Se réveiller à trois heures du matin avec soudain en tête une petite scène, ruminer un moment puis l’écrire – check. Voulant que ce roman fasse une sorte de portrait beaucoup plus complet de mon univers d’uchronie que ne le permettent les fenêtres étroites que sont les nouvelles, je ne cesse de me dire « Oh je n’ai jamais fait de scène » de ceci ou de cela, « je n’ai jamais spécifiquement dit si les gens fument, s’ils portent des chapeaux, s’il y a des jetons de Taxiphone, ou des joueurs d’orgue dans les rues piétonnes »… La vie quotidienne quoi, que je m’efforce donc de glisser dans ce roman policier (quand même) par petites touches… Bosser sur l’effet de réel, de profondeur, en somme.
Archives de l’auteur : A.-F. Ruaud
#5021
Les quelques averses ont rincé le ciel, maintenant d’un bleu dur, et enfin lavé les feuillages des blémissures de sable saharien.

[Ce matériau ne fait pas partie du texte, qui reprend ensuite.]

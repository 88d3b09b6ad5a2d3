//! Read-only analytics queries. All queries are scoped via
//! `projects.user_id` so a user can only see their own projects' runs.

use rusqlite::Connection;
use serde::Serialize;

use crate::errors::StorageError;

#[derive(Debug, Serialize)]
pub struct Totals {
    pub total_runs: i64,
    pub completed_runs: i64,
    pub cancelled_runs: i64,
    pub success_rate: f64,
}

pub fn totals(conn: &Connection, user_id: &str) -> Result<Totals, StorageError> {
    let total_runs: i64 = conn.query_row(
        "SELECT COUNT(*) FROM runs r
         JOIN projects p ON p.id = r.project_id
         WHERE p.user_id = ?1",
        [user_id],
        |row| row.get(0),
    )?;
    let completed_runs: i64 = conn.query_row(
        "SELECT COUNT(*) FROM runs r
         JOIN projects p ON p.id = r.project_id
         WHERE p.user_id = ?1 AND r.phase = 'completed'",
        [user_id],
        |row| row.get(0),
    )?;
    let cancelled_runs: i64 = conn.query_row(
        "SELECT COUNT(*) FROM runs r
         JOIN projects p ON p.id = r.project_id
         WHERE p.user_id = ?1 AND r.phase = 'cancelled'",
        [user_id],
        |row| row.get(0),
    )?;
    let finished = completed_runs + cancelled_runs;
    let success_rate = if finished > 0 {
        completed_runs as f64 / finished as f64
    } else {
        0.0
    };
    Ok(Totals {
        total_runs,
        completed_runs,
        cancelled_runs,
        success_rate,
    })
}

/// Average wall-clock seconds between `createdAt` and `completedAt` for
/// completed runs.
pub fn average_cycle_time_seconds(conn: &Connection, user_id: &str) -> Result<f64, StorageError> {
    conn.query_row(
        "SELECT AVG(
            (julianday(r.completed_at) - julianday(r.created_at)) * 86400.0
         )
         FROM runs r JOIN projects p ON p.id = r.project_id
         WHERE p.user_id = ?1 AND r.phase = 'completed' AND r.completed_at IS NOT NULL",
        [user_id],
        |row| row.get::<_, Option<f64>>(0),
    )
    .map(|v| v.unwrap_or(0.0))
    .map_err(Into::into)
}

/// Average time spent in `awaiting_plan_approval`, computed by pairing each
/// run's entry phase-transition event (`to = awaiting_plan_approval`) with
/// its exit event (`from = awaiting_plan_approval`).
pub fn average_time_in_plan_approval_seconds(
    conn: &Connection,
    user_id: &str,
) -> Result<f64, StorageError> {
    let mut stmt = conn.prepare(
        "SELECT e.run_id, e.payload, e.created_at
         FROM events e
         JOIN runs r ON r.id = e.run_id
         JOIN projects p ON p.id = r.project_id
         WHERE p.user_id = ?1 AND e.type = 'phase.transitioned'
         ORDER BY e.run_id, e.sequence ASC",
    )?;
    let rows: Vec<(String, String, String)> = stmt
        .query_map([user_id], |row| {
            Ok((row.get(0)?, row.get(1)?, row.get(2)?))
        })?
        .collect::<Result<_, _>>()?;

    let mut entries: std::collections::HashMap<String, chrono::DateTime<chrono::Utc>> =
        std::collections::HashMap::new();
    let mut durations = Vec::new();

    for (run_id, payload, created_at) in rows {
        let payload: serde_json::Value = serde_json::from_str(&payload).unwrap_or_default();
        let to = payload.get("to").and_then(|v| v.as_str()).unwrap_or("");
        let from = payload.get("from").and_then(|v| v.as_str()).unwrap_or("");
        let ts = chrono::DateTime::parse_from_rfc3339(&created_at)
            .map(|d| d.with_timezone(&chrono::Utc))
            .unwrap_or_else(|_| chrono::Utc::now());

        if to == "awaiting_plan_approval" {
            entries.insert(run_id.clone(), ts);
        } else if from == "awaiting_plan_approval"
            && let Some(entered) = entries.remove(&run_id)
        {
            durations.push((ts - entered).num_seconds() as f64);
        }
    }

    if durations.is_empty() {
        Ok(0.0)
    } else {
        Ok(durations.iter().sum::<f64>() / durations.len() as f64)
    }
}

#[derive(Debug, Serialize)]
pub struct PhaseCount {
    pub phase: String,
    pub count: i64,
}

pub fn runs_by_phase(conn: &Connection, user_id: &str) -> Result<Vec<PhaseCount>, StorageError> {
    let mut stmt = conn.prepare(
        "SELECT r.phase, COUNT(*) FROM runs r
         JOIN projects p ON p.id = r.project_id
         WHERE p.user_id = ?1
         GROUP BY r.phase",
    )?;
    let rows = stmt
        .query_map([user_id], |row| {
            Ok(PhaseCount {
                phase: row.get(0)?,
                count: row.get(1)?,
            })
        })?
        .collect::<Result<Vec<_>, _>>()?;
    Ok(rows)
}

#[derive(Debug, Serialize)]
pub struct ProjectRunCount {
    pub project_id: String,
    pub run_count: i64,
}

pub fn top_projects_by_run_count(
    conn: &Connection,
    user_id: &str,
) -> Result<Vec<ProjectRunCount>, StorageError> {
    let mut stmt = conn.prepare(
        "SELECT r.project_id, COUNT(*) as n FROM runs r
         JOIN projects p ON p.id = r.project_id
         WHERE p.user_id = ?1
         GROUP BY r.project_id
         ORDER BY n DESC
         LIMIT 5",
    )?;
    let rows = stmt
        .query_map([user_id], |row| {
            Ok(ProjectRunCount {
                project_id: row.get(0)?,
                run_count: row.get(1)?,
            })
        })?
        .collect::<Result<Vec<_>, _>>()?;
    Ok(rows)
}

#[derive(Debug, Serialize)]
pub struct DayCount {
    pub day: String,
    pub count: i64,
}

pub fn completion_histogram_7d(
    conn: &Connection,
    user_id: &str,
) -> Result<Vec<DayCount>, StorageError> {
    let mut stmt = conn.prepare(
        "SELECT date(r.completed_at) as day, COUNT(*) FROM runs r
         JOIN projects p ON p.id = r.project_id
         WHERE p.user_id = ?1 AND r.phase = 'completed'
           AND r.completed_at >= date('now', '-7 days')
         GROUP BY day
         ORDER BY day ASC",
    )?;
    let rows = stmt
        .query_map([user_id], |row| {
            Ok(DayCount {
                day: row.get(0)?,
                count: row.get(1)?,
            })
        })?
        .collect::<Result<Vec<_>, _>>()?;
    Ok(rows)
}
//! Operator actions: the human-in-the-loop surface. Every action is
//! validated against the run's current phase before being recorded, so an
//! operator can never approve a plan on a run that has already moved on.

use rusqlite::Connection;

use crate::errors::{ConductorError, ValidationError};
use crate::orchestrator::{self, TransitionPhase};
use crate::storage::models::{OperatorActionKind, Phase, Run};
use crate::storage::operator_actions::{self, NewOperatorAction};
use crate::storage::runs;
use crate::stream::{self, StreamPayload};

pub struct RecordOperatorAction<'a> {
    pub run_id: &'a str,
    pub action: OperatorActionKind,
    pub actor_id: &'a str,
    pub actor_type: &'a str,
    pub actor_display_name: Option<&'a str>,
    pub comment: Option<&'a str>,
}

/// Whether `action` may be applied to a run currently in `phase`, and (for
/// `pause`/`resume`) whether `paused_at` must be set or clear.
fn is_valid_for_phase(action: OperatorActionKind, phase: Phase, paused_at_set: bool) -> bool {
    use OperatorActionKind::*;
    match action {
        StartRun => phase == Phase::Pending,
        ApprovePlan | RevisePlan | RejectRun => phase == Phase::AwaitingPlanApproval,
        Retry | GrantPolicyException | DenyPolicyException => phase == Phase::Blocked,
        Pause => {
            matches!(
                phase,
                Phase::Pending
                    | Phase::Planning
                    | Phase::AwaitingPlanApproval
                    | Phase::Executing
                    | Phase::AwaitingReview
            ) && !paused_at_set
        }
        Resume => paused_at_set,
        Cancel => !phase.is_terminal(),
    }
}

/// `recordOperatorAction`: validates the action against the run's current
/// phase, persists it, and emits an `operator.action` stream event.
/// `revise_plan` additionally transitions the run back to `planning` and
/// bumps `planRevisions`.
pub fn record_operator_action(conn: &mut Connection, input: RecordOperatorAction<'_>) -> Result<(), ConductorError> {
    let run = runs::get_run(conn, input.run_id)?.ok_or(crate::errors::StorageError::NotFound {
        kind: "run",
        id: input.run_id.to_string(),
    })?;

    if !is_valid_for_phase(input.action, run.phase, run.paused_at.is_some()) {
        return Err(ValidationError::ActionNotValidForPhase {
            action: input.action.as_str().to_string(),
            phase: run.phase.as_str().to_string(),
        }
        .into());
    }

    operator_actions::insert_operator_action(
        conn,
        NewOperatorAction {
            run_id: input.run_id,
            action: input.action,
            actor_id: input.actor_id,
            actor_type: input.actor_type,
            actor_display_name: input.actor_display_name,
            comment: input.comment,
            from_phase: Some(run.phase.as_str()),
            to_phase: None,
        },
    )?;

    match input.action {
        OperatorActionKind::Pause => runs::set_paused(conn, input.run_id, true)?,
        OperatorActionKind::Resume => runs::set_paused(conn, input.run_id, false)?,
        OperatorActionKind::RevisePlan => {
            runs::increment_plan_revisions(conn, input.run_id)?;
            transition(conn, &input, Phase::Planning, None)?;
        }
        OperatorActionKind::ApprovePlan => {
            transition(conn, &input, Phase::Executing, Some(crate::steps::STEP_IMPLEMENTER_APPLY_CHANGES))?;
        }
        OperatorActionKind::RejectRun | OperatorActionKind::Cancel | OperatorActionKind::DenyPolicyException => {
            transition(conn, &input, Phase::Cancelled, None)?;
        }
        OperatorActionKind::Retry | OperatorActionKind::GrantPolicyException => {
            let (resume_phase, resume_step) = resume_point(&run);
            transition(conn, &input, resume_phase, resume_step.as_deref())?;
        }
        OperatorActionKind::StartRun => {}
    }

    stream::publish(
        conn,
        &run.project_id,
        Some(input.run_id),
        StreamPayload::OperatorAction {
            run_id: input.run_id.to_string(),
            action: input.action.as_str().to_string(),
        },
    );

    Ok(())
}

fn transition(
    conn: &mut Connection,
    input: &RecordOperatorAction<'_>,
    to: Phase,
    next_step: Option<&str>,
) -> Result<(), ConductorError> {
    orchestrator::transition_phase(
        conn,
        TransitionPhase {
            run_id: input.run_id,
            to,
            triggered_by: input.actor_id,
            reason: input.comment,
            payload: None,
            next_step,
            blocked_context: None,
        },
    )?;
    Ok(())
}

/// Where a blocked run resumes: the phase/step recorded in `blockedContext`
/// when it was parked, falling back to `executing`/the implementer step if
/// the run was blocked before that context existed.
fn resume_point(run: &Run) -> (Phase, Option<String>) {
    let phase = run
        .blocked_context
        .as_ref()
        .and_then(|ctx| ctx.get("resumePhase"))
        .and_then(|v| v.as_str())
        .and_then(Phase::from_str)
        .unwrap_or(Phase::Executing);
    let step = run
        .blocked_context
        .as_ref()
        .and_then(|ctx| ctx.get("resumeStep"))
        .and_then(|v| v.as_str())
        .map(str::to_string)
        .or_else(|| Some(crate::steps::STEP_IMPLEMENTER_APPLY_CHANGES.to_string()));
    (phase, step)
}

#[cfg(test)]
mod tests {
    use super::*;
    use crate::storage::Db;
    use crate::storage::runs::CreateRun;

    fn seed(conn: &Connection) -> String {
        let now = chrono::Utc::now().to_rfc3339();
        conn.execute("INSERT INTO users (id, email, created_at) VALUES ('usr_1','a@b.com', ?1)", [&now]).unwrap();
        conn.execute(
            "INSERT INTO projects (id, user_id, name, org_installation_id, port_range_start, port_range_end, created_at)
             VALUES ('proj_1','usr_1','p','inst', 3100, 3199, ?1)",
            [&now],
        ).unwrap();
        conn.execute("INSERT INTO repos (id, project_id, upstream_node_id, created_at) VALUES ('repo_1','proj_1','node', ?1)", [&now]).unwrap();
        conn.execute(
            "INSERT INTO tasks (id, project_id, upstream_node_id, title, created_at, updated_at, last_activity_at)
             VALUES ('task_1','proj_1','issue-1','t', ?1, ?1, ?1)",
            [&now],
        ).unwrap();
        crate::storage::runs::create_run(
            conn,
            CreateRun { task_id: "task_1", project_id: "proj_1", repo_id: "repo_1", policy_set_id: "default", base_branch: "main" },
        )
        .unwrap()
        .id
    }

    #[test]
    fn start_run_is_valid_only_while_pending() {
        let db = Db::open_in_memory().unwrap();
        let mut conn = db.conn().unwrap();
        let run_id = seed(&conn);

        record_operator_action(
            &mut conn,
            RecordOperatorAction {
                run_id: &run_id,
                action: OperatorActionKind::StartRun,
                actor_id: "usr_1",
                actor_type: "user",
                actor_display_name: None,
                comment: None,
            },
        )
        .unwrap();

        let result = record_operator_action(
            &mut conn,
            RecordOperatorAction {
                run_id: &run_id,
                action: OperatorActionKind::StartRun,
                actor_id: "usr_1",
                actor_type: "user",
                actor_display_name: None,
                comment: None,
            },
        );
        assert!(result.is_ok(), "start_run has no phase side effect so it stays valid from pending");
    }

    #[test]
    fn approve_plan_rejected_outside_awaiting_plan_approval() {
        let db = Db::open_in_memory().unwrap();
        let mut conn = db.conn().unwrap();
        let run_id = seed(&conn);

        let result = record_operator_action(
            &mut conn,
            RecordOperatorAction {
                run_id: &run_id,
                action: OperatorActionKind::ApprovePlan,
                actor_id: "usr_1",
                actor_type: "user",
                actor_display_name: None,
                comment: None,
            },
        );
        assert!(result.is_err());
    }

    #[test]
    fn revise_plan_transitions_back_to_planning() {
        let db = Db::open_in_memory().unwrap();
        let mut conn = db.conn().unwrap();
        let run_id = seed(&conn);

        orchestrator::transition_phase(&mut conn, TransitionPhase { run_id: &run_id, to: Phase::Planning, triggered_by: "s", reason: None, payload: None, next_step: None, blocked_context: None }).unwrap();
        orchestrator::transition_phase(&mut conn, TransitionPhase { run_id: &run_id, to: Phase::AwaitingPlanApproval, triggered_by: "s", reason: None, payload: None, next_step: None, blocked_context: None }).unwrap();

        record_operator_action(
            &mut conn,
            RecordOperatorAction {
                run_id: &run_id,
                action: OperatorActionKind::RevisePlan,
                actor_id: "usr_1",
                actor_type: "user",
                actor_display_name: None,
                comment: Some("needs another pass"),
            },
        )
        .unwrap();

        let run = runs::get_run(&conn, &run_id).unwrap().unwrap();
        assert_eq!(run.phase, Phase::Planning);
        assert_eq!(run.plan_revisions, 1);
    }

    #[test]
    fn pause_requires_not_already_paused() {
        let db = Db::open_in_memory().unwrap();
        let mut conn = db.conn().unwrap();
        let run_id = seed(&conn);

        record_operator_action(
            &mut conn,
            RecordOperatorAction {
                run_id: &run_id,
                action: OperatorActionKind::Pause,
                actor_id: "usr_1",
                actor_type: "user",
                actor_display_name: None,
                comment: None,
            },
        )
        .unwrap();

        let result = record_operator_action(
            &mut conn,
            RecordOperatorAction {
                run_id: &run_id,
                action: OperatorActionKind::Pause,
                actor_id: "usr_1",
                actor_type: "user",
                actor_display_name: None,
                comment: None,
            },
        );
        assert!(result.is_err());
    }

    #[test]
    fn pause_rejected_while_blocked() {
        let db = Db::open_in_memory().unwrap();
        let mut conn = db.conn().unwrap();
        let run_id = seed(&conn);

        orchestrator::transition_phase(
            &mut conn,
            TransitionPhase {
                run_id: &run_id,
                to: Phase::Blocked,
                triggered_by: "s",
                reason: Some("policy exception needed"),
                payload: None,
                next_step: None,
                blocked_context: None,
            },
        )
        .unwrap();

        let result = record_operator_action(
            &mut conn,
            RecordOperatorAction {
                run_id: &run_id,
                action: OperatorActionKind::Pause,
                actor_id: "usr_1",
                actor_type: "user",
                actor_display_name: None,
                comment: None,
            },
        );
        assert!(result.is_err());
    }
}
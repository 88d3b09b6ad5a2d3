//! Phase transitions: the single choke point every run passes through on
//! its way between phases. Every state change funnels through one function
//! before fanning out to the next step.

use rusqlite::Connection;
use serde_json::Value;

use crate::errors::{ConductorError, ValidationError};
use crate::outbox;
use crate::storage::events::{self, CreateEvent};
use crate::storage::models::{EventClass, EventSource, Phase, Run};
use crate::storage::runs;
use crate::stream::{self, StreamPayload};

/// Legal `(from, to)` edges. `blocked` may resolve to any non-terminal phase
/// or `cancelled`; `completed`/`cancelled` are terminal.
fn is_legal_transition(from: Phase, to: Phase) -> bool {
    use Phase::*;
    match from {
        Pending => matches!(to, Planning | Cancelled | Blocked),
        Planning => matches!(to, AwaitingPlanApproval | Blocked | Cancelled),
        AwaitingPlanApproval => matches!(to, Executing | Planning | Cancelled | Blocked),
        Executing => matches!(to, AwaitingReview | Blocked | Cancelled),
        AwaitingReview => matches!(to, Executing | Completed | Blocked | Cancelled),
        Blocked => !matches!(to, Blocked | Completed),
        Completed | Cancelled => false,
    }
}

pub struct TransitionPhase<'a> {
    pub run_id: &'a str,
    pub to: Phase,
    pub triggered_by: &'a str,
    pub reason: Option<&'a str>,
    pub payload: Option<Value>,
    /// The step to resume on arrival in `to` (e.g. `implementer_apply_changes`
    /// when `approve_plan` moves a run into `executing`). Ignored when
    /// `to == Blocked` — blocked runs are parked, not stepped.
    pub next_step: Option<&'a str>,
    /// Set only when `to == Blocked`; becomes `runs.blocked_context`, normally
    /// `{"resumePhase": ..., "resumeStep": ...}` so `retry` knows where to
    /// land.
    pub blocked_context: Option<Value>,
}

/// Validates and applies a phase transition in one transaction: appends a
/// `phase.transitioned` event, updates `runs.phase`, and on a terminal phase
/// clears `tasks.active_run_id`. Illegal edges fail with
/// `ValidationError::InvalidTransition` without mutating anything.
///
/// After commit, publishes a `run.phase_changed` stream event and mirrors
/// the transition to the upstream issue/PR thread (best-effort, non-fatal).
pub fn transition_phase(conn: &mut Connection, input: TransitionPhase<'_>) -> Result<Run, ConductorError> {
    let tx = conn.transaction().map_err(crate::errors::StorageError::from)?;

    let run = runs::get_run_for_update(&tx, input.run_id)?.ok_or(crate::errors::StorageError::NotFound {
        kind: "run",
        id: input.run_id.to_string(),
    })?;

    if !is_legal_transition(run.phase, input.to) {
        return Err(ValidationError::InvalidTransition {
            from: run.phase.as_str().to_string(),
            to: input.to.as_str().to_string(),
        }
        .into());
    }

    let mut payload = input.payload.unwrap_or_else(|| serde_json::json!({}));
    if let Value::Object(ref mut map) = payload {
        map.insert("from".to_string(), Value::String(run.phase.as_str().to_string()));
        map.insert("to".to_string(), Value::String(input.to.as_str().to_string()));
        map.insert("triggeredBy".to_string(), Value::String(input.triggered_by.to_string()));
        if let Some(reason) = input.reason {
            map.insert("reason".to_string(), Value::String(reason.to_string()));
        }
    }

    let idempotency_key = format!(
        "orchestrator:{}:transition:{}:{}:{}",
        input.run_id,
        run.phase.as_str(),
        input.to.as_str(),
        run.next_sequence
    );

    events::create_event(
        &tx,
        CreateEvent {
            project_id: &run.project_id,
            run_id: Some(input.run_id),
            event_type: "phase.transitioned",
            class: EventClass::Decision,
            payload,
            idempotency_key: &idempotency_key,
            source: EventSource::Orchestrator,
        },
    )?;

    if input.to == Phase::Blocked {
        runs::set_blocked(
            &tx,
            input.run_id,
            input.reason.unwrap_or("blocked"),
            &input.blocked_context.clone().unwrap_or_else(|| serde_json::json!({})),
        )?;
    } else {
        runs::set_phase(&tx, input.run_id, input.to, input.next_step)?;
    }
    if input.to.is_terminal() {
        runs::clear_active_run_if_matches(&tx, &run.task_id, input.run_id)?;
    }

    tx.commit().map_err(crate::errors::StorageError::from)?;

    let updated = runs::get_run(conn, input.run_id)?.ok_or(crate::errors::StorageError::NotFound {
        kind: "run",
        id: input.run_id.to_string(),
    })?;

    stream::publish(
        conn,
        &run.project_id,
        Some(input.run_id),
        StreamPayload::RunPhaseChanged {
            run_id: input.run_id.to_string(),
            from: run.phase.as_str().to_string(),
            to: input.to.as_str().to_string(),
        },
    );

    let summary = format!(
        "Run transitioned from `{}` to `{}`{}",
        run.phase.as_str(),
        input.to.as_str(),
        input.reason.map(|r| format!(": {r}")).unwrap_or_default()
    );
    let mirror = outbox::mirror_comment(conn, input.run_id, &run.task_id, &summary);
    if let Some(err) = mirror.error {
        tracing::warn!(%err, run_id = input.run_id, "failed to mirror phase transition");
    }

    Ok(updated)
}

Un froid sec s’installe, bien loin des neiges qui accablent apparemment le reste du pays. Je dis souvent que la Nouvelle Aquitaine devrait prendre son indépendance. Sinon, j’avais bien débuté mon « gros roman » mais rien fait de plus depuis deux jours qu’une phrase en passant (« En bas, posté à l’entrée de la grande artère commerciale, un orgue limonaire rémoulait les airs de quelques chansons populaires, dont les notes montaient vers lui en grelotant ») car boulot ovin + relecture de mon prochain recueil, c’est bien aussi. Dimanche, signature au salon de Chaniers (près de Saintes), le week-end suivant salon Escale du Livre à Bordeaux, je ne vais guère chômer ces temps-ci.
#5020
Ce week-end, de vide-grenier en brocante, et alors que je pensais avoir été fort raisonnable, j’ai tout de même rapporté une vingtaine de bouquins — et dans ces acquisitions documentaires se trouvaient La Montée du soir de Michel Déon et Le Déclin du jour de Germaine Beaumont, deux beaux titres en écho, joli hasard.
#5019
Cinquième étage : on ne fait pas plus haut, en cette ville, c’est déjà un sommet. Les bureaux de l’ancienne firme Maigret, ça ne s’invente pas. La spirale d’air transparent de l’escalier tournoie de plancher vernis en palier de pierre blanche. Au-dessus du lacis des tramways et des piétons affairés, loin de l’ordinaire des pavés sombres, l’on pénètre dans la quiétude fraîche de l’étude. La vue se déploie un peu plus haut que les toits, plonge dans le secret d’une terrasse creusée en puits où l’ombre se rue, la ville étale sa nappe écailleuse de tuiles roses, chaque balcon semble un quai, des coins de ciel glissent bleutés jusqu’au plus proche clocher.
#5018
Le beau-livre que j’achève de mettre en page, Science-fiction !, utilise beaucoup la métaphore du voyage pour exprimer l’une des fonctions de cette littérature. Il s’agit d’un élément que nous avons saisi a postériori, en bâtissant ce grand puzzle d’articles et d’images. Et bien entendu, ça me parle, car du voyage, j’en manque terriblement. Ainsi, j’envisage, au-delà du « gros roman » que je débute, de consacrer sans doute, un jour, un dernier petit recueil à monsieur Bodichiev, qui s’intitulerait « Voyages d’un détective à vapeur ». Une seule nouvelle est déjà écrite (celle juste parue dans le troisième Fiction l’imaginaire radical), une autre est débutée, qui commence à Lisbonne mais qui devrait se conclure à Rome — et après beaucoup d’hésitations et de reports, il semblerait qu’effectivement j’aille à Rome une petite semaine fin avril. Une éternité que j’ai envie d’y retourner. Dans d’autres textes, c’est tristement ironique, j’ai envoyé Bodichiev en voyage à Kiev et à Odessa — las, jamais je n’irai, comme c’est parti. Vu les régimes tyranniques et homophobes de ces pays j’avais déjà fait une croix sur Saint-Pétersbourg, Istanbul ou Budapest, j’espérais encore me rendre un jour à la belle Odessa… Le monde se referme. En dépit du Brexit j’aimerai bien retourner à Londres et en Écosse, j’y songes souvent.